Larnage se retourna comme un homme qui ne sait ce qu'il doit croire ; il n'osait pas supposer un amour trop au-dessus de ses espérances, si ce n'est de ses prétentions ; il balbutia quelques mots, espérant que je répéterais et que j'irais plus loin peut-être ; mais je ne dis rien, et mon oeil seulement l'interrogeait.
- Eh bien, mademoiselle ? reprit-il voyant que nous pouvions rester ainsi jusqu'au jugement dernier.
- Eh bien, monsieur, j'attends.
- Vous attendez, mademoiselle, et quoi ?
- Mais que vous me disiez... que je sache...
- Ah ! mademoiselle, vous ne m'aimez pas !
- Ce n'est point là ce que j'ai besoin d'apprendre, monsieur ; c'est de vous qu'il s'agit.
- Vous me désespérez, mademoiselle ! je ne sais que penser ; ma tête est un chaos ; l'espérance est d'une audace à ne pas supporter, et la crainte... c'est la mort.
J'étais jeune, j'étais naïve, j'étais innocente, mais j'avais une curiosité enragée et un instinct très développé, je vous le jure. Je cherchais à comprendre et je voulais savoir. – Les exclamations, les plaintes de Larnage ne me contentaient point ; – j'attendais avidement. Ne devinant pas ce sentiment de la jeune fille, il s'y trompa.
- Au nom du ciel, me permettez-vous de parler ? s'écria-t-il dans un transport qui me sembla inexplicable.
- Il y a une heure que je vous le demande, monsieur.
- Mademoiselle... je vous aime !... répéta-t-il troublé au dernier point.
- Vous l'avez déjà dit ; après ?
- Je voudrais obtenir votre main ; je voudrais être puissant et riche pour devenir digne de vous ; mais, si vous ne m'encouragez point, comment en serais-je capable ?
Je commençais à être embarrassée ; je me tus.
- Je vous semble très osé, très hardi ?... Mademoiselle, l'amour rend tout possible ; je ne suis point, d'ailleurs, aussi dénué de moyens et de protection que vous le pensez et, pour que vous en soyez convaincue, je vous confierai sur votre parole, le secret de ma naissance ; j'ose espérer que vous ne le trahirez point.

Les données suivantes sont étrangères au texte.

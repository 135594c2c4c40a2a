//! Error types for transfer, journal and rollback
//!
//! This is the strict path of the pipeline: every failure here is returned,
//! and a failed transfer has already undone its own work when the error
//! reaches the caller.

use crate::state::MigrationState;
use std::path::PathBuf;

/// Illegal migration state change
#[derive(Debug, Clone, PartialEq, Eq, thiserror::Error)]
pub enum StateError {
    /// Transition not in the state machine
    #[error("illegal migration state transition: {from} -> {to}")]
    IllegalTransition {
        from: MigrationState,
        to: MigrationState,
    },
}

/// Errors from the durable journal
#[derive(Debug, thiserror::Error)]
pub enum JournalError {
    /// IO error on a journal file
    #[error("journal io error at {path}: {source}")]
    Io {
        path: PathBuf,
        #[source]
        source: std::io::Error,
    },

    /// Record could not be encoded or decoded
    #[error("journal record {path} is unreadable: {source}")]
    Corrupt {
        path: PathBuf,
        #[source]
        source: serde_json::Error,
    },

    /// No record with this id
    #[error("journal entry not found: {0}")]
    NotFound(String),
}

impl JournalError {
    /// Create IO error for path
    pub fn io_error(path: impl Into<PathBuf>, source: std::io::Error) -> Self {
        Self::Io {
            path: path.into(),
            source,
        }
    }

    /// Check if the record exists but cannot be read
    #[inline]
    #[must_use]
    pub fn is_corrupt(&self) -> bool {
        matches!(self, Self::Corrupt { .. })
    }
}

/// Errors from executing a transfer
#[derive(Debug, thiserror::Error)]
pub enum TransferError {
    /// A file failed; every operation applied before it was undone
    #[error("transfer of {unit} failed at {relative_path}: {reason} ({undone} operations rolled back)")]
    Failed {
        unit: String,
        relative_path: String,
        reason: String,
        undone: usize,
        undo_errors: Vec<String>,
    },

    /// Journal could not be written before any file was touched
    #[error("journal error: {0}")]
    Journal(#[from] JournalError),

    /// Entry was not in a state that allows transfer
    #[error("state error: {0}")]
    State(#[from] StateError),
}

impl TransferError {
    /// Check if the failure left files the undo could not restore
    #[must_use]
    pub fn is_clean_failure(&self) -> bool {
        match self {
            Self::Failed { undo_errors, .. } => undo_errors.is_empty(),
            _ => true,
        }
    }
}

/// Errors from rolling back a past migration
#[derive(Debug, thiserror::Error)]
pub enum RollbackError {
    /// Entry was already rolled back; nothing was done
    #[error("migration {0} was already rolled back")]
    AlreadyRolledBack(String),

    /// Entry is not in a state that can be rolled back
    #[error("migration {id} cannot be rolled back from state {state}")]
    NotRollbackable { id: String, state: MigrationState },

    /// Some operations could not be undone; the entry is left unmarked
    #[error("rollback of {id} incomplete: {}", errors.join("; "))]
    Incomplete { id: String, errors: Vec<String> },

    /// Journal access failed
    #[error("journal error: {0}")]
    Journal(#[from] JournalError),

    /// State change rejected
    #[error("state error: {0}")]
    State(#[from] StateError),
}

impl RollbackError {
    /// Check if the request was rejected without touching any file
    #[inline]
    #[must_use]
    pub fn is_no_op(&self) -> bool {
        matches!(self, Self::AlreadyRolledBack(_) | Self::NotRollbackable { .. })
    }
}

#[cfg(test)]
mod tests {
    use super::*;

    #[test]
    fn rollback_rejections_are_no_ops() {
        assert!(RollbackError::AlreadyRolledBack("ab12cd34".to_string()).is_no_op());
        assert!(!RollbackError::Incomplete {
            id: "ab12cd34".to_string(),
            errors: vec!["x".to_string()],
        }
        .is_no_op());
    }

    #[test]
    fn failure_message_is_human_readable() {
        let err = TransferError::Failed {
            unit: "Tank".to_string(),
            relative_path: "Data/INI/Weapon.ini".to_string(),
            reason: "source unreadable".to_string(),
            undone: 2,
            undo_errors: Vec::new(),
        };
        assert_eq!(
            err.to_string(),
            "transfer of Tank failed at Data/INI/Weapon.ini: source unreadable (2 operations rolled back)"
        );
        assert!(err.is_clean_failure());
    }
}
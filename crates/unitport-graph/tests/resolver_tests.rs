//! Resolver behavior against in-memory indexes.

use pretty_assertions::assert_eq;
use proptest::prelude::*;
use std::collections::BTreeMap;
use unitport_graph::{
    DependencyGraph, DependencyResolver, MemoryIndex, NodeId, NodeKind, NodeStatus, NoopSink, ProgressEvent,
    RecordingSink, ResolverConfig,
};
use unitport_block::ParserVocabulary;
use unitport_graph::ReferenceTable;

fn statuses(graph: &DependencyGraph) -> BTreeMap<String, NodeStatus> {
    graph.nodes().map(|n| (n.id.to_string(), n.status)).collect()
}

fn chain_index() -> MemoryIndex {
    MemoryIndex::new()
        .with_file(
            "Data/INI/Object/Root.ini",
            "Object RootUnit\n  Weapon = PRIMARY WeaponA\nEnd\n",
        )
        .with_file(
            "Data/INI/Weapon.ini",
            "Weapon WeaponA\n  ProjectileObject = ProjectileB\nEnd\n",
        )
        .with_file(
            "Data/INI/Object/Projectiles.ini",
            "Object ProjectileB\n  ProjectileDetonationFX = FXListC\nEnd\n",
        )
        .with_file("Data/INI/FXList.ini", "FXList FXListC\nEnd\n")
}

#[tokio::test]
async fn end_to_end_chain_is_fully_found() {
    let graph = DependencyResolver::default()
        .resolve("RootUnit", &chain_index(), &NoopSink)
        .await;

    assert_eq!(graph.max_depth(), 3);
    assert_eq!(graph.found_count(), 4);
    assert_eq!(graph.missing_count(), 0);
    assert_eq!(graph.completion(), 100.0);

    let fx = graph.find_by_name("FXListC").unwrap();
    assert_eq!(fx.kind, NodeKind::FxList);
    assert_eq!(fx.depth, 3);

    let files = graph.files();
    let paths: Vec<_> = files.iter().map(|f| f.location.relative_path()).collect();
    assert_eq!(
        paths,
        vec![
            "Data/INI/Object/Root.ini",
            "Data/INI/Weapon.ini",
            "Data/INI/Object/Projectiles.ini",
            "Data/INI/FXList.ini",
        ]
    );
}

#[tokio::test]
async fn two_node_cycle_terminates_with_invalid_back_reference() {
    let index = MemoryIndex::new()
        .with_file("a.ini", "Object UnitA\n  Weapon = GunB\nEnd\n")
        .with_file("b.ini", "Weapon GunB\n  ProjectileObject = UnitA\nEnd\n");

    let graph = DependencyResolver::default().resolve("UnitA", &index, &NoopSink).await;

    let invalid: Vec<_> = graph.invalid().collect();
    assert_eq!(invalid.len(), 1);
    assert_eq!(invalid[0].name, "UnitA");
    assert_eq!(invalid[0].id.as_str(), "Object/UnitA#cycle@Weapon/GunB");
    assert!(invalid[0].reason.is_some());

    let gun = graph.get(&NodeId::new(NodeKind::Weapon, "GunB")).unwrap();
    assert_eq!(gun.status, NodeStatus::NotVerified);
    assert_eq!(graph.root_node().unwrap().status, NodeStatus::NotVerified);
}

#[tokio::test]
async fn self_reference_is_a_cycle() {
    let index = MemoryIndex::new().with_file("a.ini", "Object Loop\n  ProjectileObject = Loop\nEnd\n");

    let graph = DependencyResolver::default().resolve("Loop", &index, &NoopSink).await;

    assert_eq!(graph.len(), 2);
    assert_eq!(graph.invalid().count(), 1);
}

#[tokio::test]
async fn resolution_is_idempotent() {
    let index = MemoryIndex::new()
        .with_file("a.ini", "Object UnitA\n  Weapon = GunB\n  Armor = PlateC\nEnd\n")
        .with_file("b.ini", "Weapon GunB\n  ProjectileObject = UnitA\n  FireFX = Missing\nEnd\n")
        .with_file("c.ini", "Armor PlateC\nEnd\n");

    let first = DependencyResolver::default().resolve("UnitA", &index, &NoopSink).await;
    let second = DependencyResolver::default().resolve("UnitA", &index, &NoopSink).await;

    assert_eq!(statuses(&first), statuses(&second));
    assert_eq!(first.missing_count(), 1);
}

#[tokio::test]
async fn depth_bound_marks_invalid_instead_of_recursing() {
    let mut index = MemoryIndex::new();
    for i in 0..5 {
        index.insert_file(
            unitport_graph::NodeLocation::loose(format!("o{i}.ini")),
            &format!("Object O{i}\n  ProjectileObject = O{}\nEnd\n", i + 1),
        );
    }

    let resolver = DependencyResolver::new(
        ResolverConfig::default().with_max_depth(2),
        ReferenceTable::default(),
        ParserVocabulary::default(),
    );
    let graph = resolver.resolve("O0", &index, &NoopSink).await;

    let invalid: Vec<_> = graph.invalid().collect();
    assert_eq!(invalid.len(), 1);
    assert_eq!(invalid[0].name, "O3");
    assert!(invalid[0].id.as_str().contains("#depth@"));
    assert_eq!(graph.max_depth(), 3);
}

#[tokio::test]
async fn depth_bound_uses_the_shortest_path_to_each_definition() {
    // ProjB sits at depth 1 directly under the root and at depth 2 through GunA,
    // which is walked first.
    let index = MemoryIndex::new()
        .with_file(
            "Data/INI/Object/Root.ini",
            "Object Root\n  Weapon = PRIMARY GunA\n  ProjectileObject = ProjB\nEnd\n",
        )
        .with_file("Data/INI/Weapon.ini", "Weapon GunA\n  ProjectileObject = ProjB\nEnd\n")
        .with_file(
            "Data/INI/Object/Projectiles.ini",
            "Object ProjB\n  ProjectileDetonationFX = FxC\nEnd\n",
        )
        .with_file("Data/INI/FXList.ini", "FXList FxC\nEnd\n");

    let resolver = DependencyResolver::new(
        ResolverConfig::default().with_max_depth(2),
        ReferenceTable::default(),
        ParserVocabulary::default(),
    );
    let graph = resolver.resolve("Root", &index, &NoopSink).await;

    assert_eq!(graph.invalid().count(), 0);
    assert_eq!(graph.found_count(), 4);
    assert_eq!(graph.find_by_name("FxC").unwrap().depth, 2);
    assert_eq!(graph.find_by_name("Root").unwrap().status, NodeStatus::Found);
}

#[tokio::test]
async fn unindexed_assets_are_not_verified_but_missing_definitions_are_missing() {
    let index = MemoryIndex::new()
        .with_file(
            "tank.ini",
            "Object Tank\n  Model = AVTank\n  Weapon = GhostGun\nEnd\n",
        );

    let graph = DependencyResolver::default().resolve("Tank", &index, &NoopSink).await;

    assert_eq!(graph.find_by_name("AVTank").unwrap().status, NodeStatus::NotVerified);
    assert_eq!(graph.find_by_name("GhostGun").unwrap().status, NodeStatus::Missing);
    assert_eq!(graph.missing_count(), 1);
    assert!(graph.completion() < 100.0);
}

#[tokio::test]
async fn indexed_assets_are_found() {
    let index = MemoryIndex::new()
        .with_file("tank.ini", "Object Tank\n  Model = AVTank\nEnd\n")
        .with_asset("AVTank", NodeKind::Model, "Art/W3D/AVTank.w3d", &[1, 2, 3, 4]);

    let graph = DependencyResolver::default().resolve("Tank", &index, &NoopSink).await;

    let model = graph.find_by_name("AVTank").unwrap();
    assert_eq!(model.status, NodeStatus::Found);
    assert_eq!(model.size, Some(4));
    assert_eq!(graph.found_count(), 2);
}

#[tokio::test]
async fn wide_fan_out_resolves_every_child() {
    let mut root = String::from("Object Hub\n");
    let mut index = MemoryIndex::new();
    for i in 0..12 {
        root.push_str(&format!("  Weapon{i} = Gun{i}\n"));
        index.insert_file(
            unitport_graph::NodeLocation::loose(format!("gun{i}.ini")),
            &format!("Weapon Gun{i}\nEnd\n"),
        );
    }
    root.push_str("End\n");
    index.insert_file(unitport_graph::NodeLocation::loose("hub.ini"), &root);

    let resolver = DependencyResolver::new(
        ResolverConfig::default().with_fan_out(2),
        ReferenceTable::default(),
        ParserVocabulary::default(),
    );
    let sink = RecordingSink::new();
    let graph = resolver.resolve("Hub", &index, &sink).await;

    assert_eq!(graph.found_count(), 13);
    assert_eq!(
        sink.count(|e| matches!(e, ProgressEvent::DefinitionFetched { .. })),
        13
    );
}

#[tokio::test]
async fn changed_index_is_not_served_from_cache() {
    let resolver = DependencyResolver::default();
    let mut index = chain_index();
    let before = resolver.resolve("RootUnit", &index, &NoopSink).await;

    index.remove("FXListC");
    let after = resolver.resolve("RootUnit", &index, &NoopSink).await;

    assert_eq!(before.missing_count(), 0);
    assert_eq!(after.missing_count(), 1);
}

proptest! {
    #[test]
    fn prop_arbitrary_reference_graphs_terminate(
        size in 1usize..8,
        edges in proptest::collection::vec((0usize..8, 0usize..8), 0..20),
    ) {
        let mut bodies = vec![String::new(); size];
        for (from, to) in edges {
            if from < size {
                bodies[from].push_str(&format!("  ProjectileObject = N{to}\n"));
            }
        }
        let mut index = MemoryIndex::new();
        for (i, body) in bodies.iter().enumerate() {
            index.insert_file(
                unitport_graph::NodeLocation::loose(format!("n{i}.ini")),
                &format!("Object N{i}\n{body}End\n"),
            );
        }

        let runtime = tokio::runtime::Runtime::new().unwrap();
        let (first, second) = runtime.block_on(async {
            let a = DependencyResolver::default().resolve("N0", &index, &NoopSink).await;
            let b = DependencyResolver::default().resolve("N0", &index, &NoopSink).await;
            (a, b)
        });

        prop_assert_eq!(statuses(&first), statuses(&second));
        prop_assert!(first.completion() >= 0.0 && first.completion() <= 100.0);
        prop_assert!(first.root_node().is_some());
        for node in first.nodes() {
            if node.status == NodeStatus::Found {
                prop_assert!(first.children(&node.id).all(|c| c.status == NodeStatus::Found));
            }
        }
    }
}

- Moi, monsieur ? Oh ! comptez sur moi.
- La condition vous est connue, sans doute ; M. le duc et madame la duchesse en ont été prévenus par mes protecteurs ; une amie de ma mère m'a confié à leurs bontés ; ils ignorent cependant le nom de mes parents, et vous allez le savoir, mademoiselle ; c'est tout mon avenir que je remets entre vos mains.
- Soyez assuré, monsieur, que je suis très discrète.
Je grillais de curiosité, je tremblais qu'on ne nous interrompît ; heureusement, mon oncle et ma tante s'occupaient de leur jeu et nous croyaient dans les étoiles.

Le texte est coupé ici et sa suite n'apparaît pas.